### Activity
Wherever "clap" shows up in the records below, copy the whole line.

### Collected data
=====
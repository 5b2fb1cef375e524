//! Persistent key-value collaborators backing [`crate::StateStore`].

use std::collections::HashMap;
use std::fs;
use std::path::Path;
use std::path::PathBuf;
use std::sync::Mutex;

use anyhow::Context;
use anyhow::Result;
use serde::Deserialize;
use serde::Serialize;
use tracing::warn;

/// Named-collection style storage. Reads of a missing key return `None`.
pub trait DataStore: Send + Sync {
    fn get_string(&self, key: &str) -> Option<String>;
    fn set_string(&self, key: &str, value: &str);
    fn get_long(&self, key: &str) -> Option<i64>;
    fn set_long(&self, key: &str, value: i64);
    fn remove(&self, key: &str);
    fn contains(&self, key: &str) -> bool;
}

#[derive(Debug, Clone, PartialEq, Serialize, Deserialize)]
#[serde(untagged)]
enum StoredValue {
    Long(i64),
    Text(String),
}

type Entries = HashMap<String, StoredValue>;

fn read_string(entries: &Entries, key: &str) -> Option<String> {
    match entries.get(key) {
        Some(StoredValue::Text(value)) => Some(value.clone()),
        _ => None,
    }
}

fn read_long(entries: &Entries, key: &str) -> Option<i64> {
    match entries.get(key) {
        Some(StoredValue::Long(value)) => Some(*value),
        _ => None,
    }
}

#[derive(Debug, Default)]
pub struct InMemoryDataStore {
    entries: Mutex<Entries>,
}

impl InMemoryDataStore {
    pub fn new() -> Self {
        Self::default()
    }

    fn with_entries<T>(&self, f: impl FnOnce(&mut Entries) -> T) -> T {
        let mut guard = match self.entries.lock() {
            Ok(guard) => guard,
            Err(poisoned) => poisoned.into_inner(),
        };
        f(&mut guard)
    }
}

impl DataStore for InMemoryDataStore {
    fn get_string(&self, key: &str) -> Option<String> {
        self.with_entries(|entries| read_string(entries, key))
    }

    fn set_string(&self, key: &str, value: &str) {
        self.with_entries(|entries| {
            entries.insert(key.to_string(), StoredValue::Text(value.to_string()))
        });
    }

    fn get_long(&self, key: &str) -> Option<i64> {
        self.with_entries(|entries| read_long(entries, key))
    }

    fn set_long(&self, key: &str, value: i64) {
        self.with_entries(|entries| entries.insert(key.to_string(), StoredValue::Long(value)));
    }

    fn remove(&self, key: &str) {
        self.with_entries(|entries| entries.remove(key));
    }

    fn contains(&self, key: &str) -> bool {
        self.with_entries(|entries| entries.contains_key(key))
    }
}

/// Write-through JSON file store. Every mutation rewrites the file.
#[derive(Debug)]
pub struct JsonFileDataStore {
    path: PathBuf,
    entries: Mutex<Entries>,
}

impl JsonFileDataStore {
    pub fn open(path: impl Into<PathBuf>) -> Result<Self> {
        let path = path.into();
        let entries = if path.exists() {
            let data = fs::read(&path)
                .with_context(|| format!("Failed to read state file: {}", path.display()))?;
            if data.is_empty() {
                Entries::new()
            } else {
                match serde_json::from_slice::<Entries>(&data) {
                    Ok(entries) => entries,
                    Err(err) => {
                        warn!(
                            "Discarding unreadable state file {}: {err}",
                            path.display()
                        );
                        Entries::new()
                    }
                }
            }
        } else {
            if let Some(dir) = path.parent() {
                fs::create_dir_all(dir).with_context(|| {
                    format!("Failed to create state directory: {}", dir.display())
                })?;
            }
            Entries::new()
        };
        Ok(Self {
            path,
            entries: Mutex::new(entries),
        })
    }

    pub fn path(&self) -> &Path {
        &self.path
    }

    fn with_entries<T>(&self, f: impl FnOnce(&mut Entries) -> T) -> T {
        let mut guard = match self.entries.lock() {
            Ok(guard) => guard,
            Err(poisoned) => poisoned.into_inner(),
        };
        f(&mut guard)
    }

    fn mutate(&self, f: impl FnOnce(&mut Entries)) {
        let result = self.with_entries(|entries| {
            f(entries);
            save(&self.path, entries)
        });
        if let Err(err) = result {
            warn!("{err:#}");
        }
    }
}

fn save(path: &Path, entries: &Entries) -> Result<()> {
    let data = serde_json::to_vec_pretty(entries).context("Failed to serialise delivery state")?;
    fs::write(path, data)
        .with_context(|| format!("Failed to write state file: {}", path.display()))
}

impl DataStore for JsonFileDataStore {
    fn get_string(&self, key: &str) -> Option<String> {
        self.with_entries(|entries| read_string(entries, key))
    }

    fn set_string(&self, key: &str, value: &str) {
        self.mutate(|entries| {
            entries.insert(key.to_string(), StoredValue::Text(value.to_string()));
        });
    }

    fn get_long(&self, key: &str) -> Option<i64> {
        self.with_entries(|entries| read_long(entries, key))
    }

    fn set_long(&self, key: &str, value: i64) {
        self.mutate(|entries| {
            entries.insert(key.to_string(), StoredValue::Long(value));
        });
    }

    fn remove(&self, key: &str) {
        self.mutate(|entries| {
            entries.remove(key);
        });
    }

    fn contains(&self, key: &str) -> bool {
        self.with_entries(|entries| entries.contains_key(key))
    }
}

#[cfg(test)]
mod tests {
    use super::*;
    use pretty_assertions::assert_eq;
    use tempfile::tempdir;

    #[test]
    fn memory_store_keeps_types_apart() {
        let store = InMemoryDataStore::new();
        store.set_string("TNT_ID", "abc");
        store.set_long("SESSION_TIMESTAMP", 10);
        assert_eq!(store.get_string("TNT_ID"), Some("abc".to_string()));
        assert_eq!(store.get_long("TNT_ID"), None);
        assert_eq!(store.get_long("SESSION_TIMESTAMP"), Some(10));
        store.remove("TNT_ID");
        assert!(!store.contains("TNT_ID"));
    }

    #[test]
    fn file_store_writes_through() {
        let dir = tempdir().expect("tmp");
        let file = dir.path().join("nested").join("state.json");
        let store = JsonFileDataStore::open(&file).expect("store");
        store.set_string("SESSION_ID", "session");
        store.set_long("SESSION_TIMESTAMP", 1_700_000_000_000);

        let reopened = JsonFileDataStore::open(&file).expect("store");
        assert_eq!(reopened.get_string("SESSION_ID"), Some("session".to_string()));
        assert_eq!(reopened.get_long("SESSION_TIMESTAMP"), Some(1_700_000_000_000));

        reopened.remove("SESSION_ID");
        let again = JsonFileDataStore::open(&file).expect("store");
        assert!(!again.contains("SESSION_ID"));
    }

    #[test]
    fn corrupt_file_starts_empty() {
        let dir = tempdir().expect("tmp");
        let file = dir.path().join("state.json");
        fs::write(&file, b"{not json").expect("write");
        let store = JsonFileDataStore::open(&file).expect("store");
        assert!(!store.contains("TNT_ID"));
    }
}
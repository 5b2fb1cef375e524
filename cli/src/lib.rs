//! `delivery` command-line front end over `delivery-core`.

mod build_cmd;
mod config;
mod fetch_cmd;
mod input;
mod parse_cmd;
mod session_cmd;

use std::path::PathBuf;
use std::sync::Arc;

use anyhow::Context;
use anyhow::Result;
use clap::Parser;
use clap::Subcommand;
use delivery_core::ConfigSnapshot;
use delivery_core::DeliveryClient;
use delivery_core::JsonFileDataStore;
use delivery_core::ReqwestNetworking;
use delivery_core::StateStore;
use delivery_core::SystemClock;
use delivery_core::services::DeviceContext;
use serde_json::Value;
use tracing::debug;
use tracing_subscriber::EnvFilter;

pub use build_cmd::BuildArgs;
pub use config::HOME_ENV;
pub use config::delivery_home;
pub use config::parse_config;
pub use fetch_cmd::FetchArgs;
pub use input::RequestInput;
pub use parse_cmd::ParseArgs;
pub use session_cmd::SessionCli;

const STATE_FILE: &str = "state.json";

/// Builds, sends and inspects personalization delivery requests.
#[derive(Debug, Parser)]
#[command(name = "delivery", version)]
pub struct Cli {
    /// TOML configuration with `target.*` / `global.privacy` keys.
    #[arg(long = "config", value_name = "PATH", global = true)]
    pub config: Option<PathBuf>,

    /// JSON file holding the persisted identity and session state.
    #[arg(long = "state", value_name = "PATH", global = true)]
    pub state: Option<PathBuf>,

    /// Log at debug level regardless of RUST_LOG.
    #[arg(long = "verbose", short = 'v', global = true, default_value_t = false)]
    pub verbose: bool,

    #[command(subcommand)]
    pub command: Command,
}

#[derive(Debug, Subcommand)]
pub enum Command {
    /// Print the request payload for a JSON request description.
    Build(BuildArgs),
    /// Summarise a delivery response.
    Parse(ParseArgs),
    /// Prefetch mboxes over HTTP and print what was cached.
    Prefetch(FetchArgs),
    /// Resolve mbox content over HTTP, prefetching first when asked to.
    Execute(FetchArgs),
    /// Inspect or change the persisted visitor session.
    Session(SessionCli),
}

pub async fn run(cli: Cli) -> Result<()> {
    init_tracing(cli.verbose);
    let context = CommandContext::load(cli.config, cli.state)?;
    match cli.command {
        Command::Build(args) => build_cmd::run(&context, args),
        Command::Parse(args) => parse_cmd::run(args),
        Command::Prefetch(args) => fetch_cmd::prefetch(&context, args).await,
        Command::Execute(args) => fetch_cmd::execute(&context, args).await,
        Command::Session(cli) => session_cmd::run(&context, cli),
    }
}

fn init_tracing(verbose: bool) {
    let filter = if verbose {
        EnvFilter::new("debug")
    } else {
        EnvFilter::try_from_default_env().unwrap_or_else(|_| EnvFilter::new("warn"))
    };
    let _ = tracing_subscriber::fmt()
        .with_env_filter(filter)
        .with_writer(std::io::stderr)
        .try_init();
}

pub(crate) fn print_json(value: &Value, pretty: bool) -> Result<()> {
    let rendered = if pretty {
        serde_json::to_string_pretty(value)
    } else {
        serde_json::to_string(value)
    }
    .context("failed to serialise output")?;
    println!("{rendered}");
    Ok(())
}

/// Resolved configuration and state location shared by every command.
pub(crate) struct CommandContext {
    config: ConfigSnapshot,
    state_path: PathBuf,
}

impl CommandContext {
    fn load(config: Option<PathBuf>, state: Option<PathBuf>) -> Result<Self> {
        let config = config::load_config(config.as_deref())?;
        let state_path = match state {
            Some(path) => path,
            None => delivery_home()?.join(STATE_FILE),
        };
        debug!("Using state file {}", state_path.display());
        Ok(Self { config, state_path })
    }

    /// A client over the persisted state with the loaded configuration applied.
    pub(crate) fn client(&self, device: DeviceContext) -> Result<DeliveryClient> {
        let store = JsonFileDataStore::open(&self.state_path)?;
        let state = StateStore::new(Arc::new(store), Arc::new(SystemClock));
        let mut client = DeliveryClient::new(state, Arc::new(ReqwestNetworking::new()), device);
        client.update_config(self.config.clone());
        Ok(client)
    }
}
=====
### Your response
use clap::Parser;
use clap::Subcommand;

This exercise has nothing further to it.